As the Labour Day holidays get underway, tens of thousands of protesters have gathered at rallies across the United States to call for stronger worker protections and attack a range of policies undertaken by the administration of US President Donald Trump.
More than 1,000 demonstrations are expected on Monday to span all 50 states, under the banner “Workers Over Billionaires.” The protests are a testament to the growing frustration among workers who feel that their rights are being whittled away by billionaires and corporate interests.
Protesters are demanding stronger worker protections, fully funded schools, healthcare and housing for all, and an end to corporate corruption, attacks on marginalized communities, and federal overreach under the Trump administration.
In New York, hundreds of people gathered outside the Trump Tower, chanting for Trump to step down and calling the president a fascist. As a brass band played, workers held up signs demanding a living wage and universal healthcare.
Giovanni Uribe, with the restaurant worker advocacy organization One Fair Wage, told Al Jazeera’s Kristen Saloomey that he had come out to protest against billionaires whittling away the rights of workers.
The federally set minimum wage in the US is $7.25 an hour – a figure that has not been raised since 2009 due in part to the successful lobbying of industry groups.
Tipped workers, like wait staff, have a federally mandated “subminimum” wage of $2.13, a figure set in 1991 that is legally required to be offset to reach the $7.25 minimum – but which advocates say often results in wage theft. While some states have higher minimum wages – New York City’s currently stands at $16.50 – the figure is often far below a living wage.

According to the MIT Living Wage Calculator, a single adult without children would need an hourly wage of nearly $33 in NYC to cover average basic expenses.
In downtown Chicago, thousands turned out to demonstrate against Trump’s promise to target Chicago next in a deployment similar to those underway in Los Angeles and Washington, DC, two other Democrat-run cities.
Mayor Brandon Johnson, speaking to the crowd, vowed that Chicago would resist federal encroachment. “This is the city that will defend the country,” he said, receiving loud cheers from protesters waving blue-striped Chicago flags.
Protesters said they were concerned by Trump’s threat to send out the National Guard and additional agents from US Immigration and Customs Enforcement (ICE).
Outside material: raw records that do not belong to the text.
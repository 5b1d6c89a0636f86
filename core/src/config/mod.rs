mod load;
mod types;

pub use load::{
    apply_env_overrides, get_oneach_data_dir, load_default, load_from_path,
    resolve_snapshot_path,
};
pub use types::*;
Matt Duss, executive vice-president at the Center for International Policy and a former adviser to US Senator Bernie Sanders of Vermont, told newsmen that while protesters in different locales may be attending rallies for a range of reasons, many of their financial concerns are likely to overlap.
“I think there are a set of shared concerns: the cost of living, the cost of housing, the cost of basic goods, groceries, the cost of education, the overall sense that people in the United States have lost control of their economic and political lives and their futures,” he said.

Trump, a real estate scion who came to power on a platform that in part tapped into popular economic frustration, is a billionaire himself and has loaded his administration with billionaires.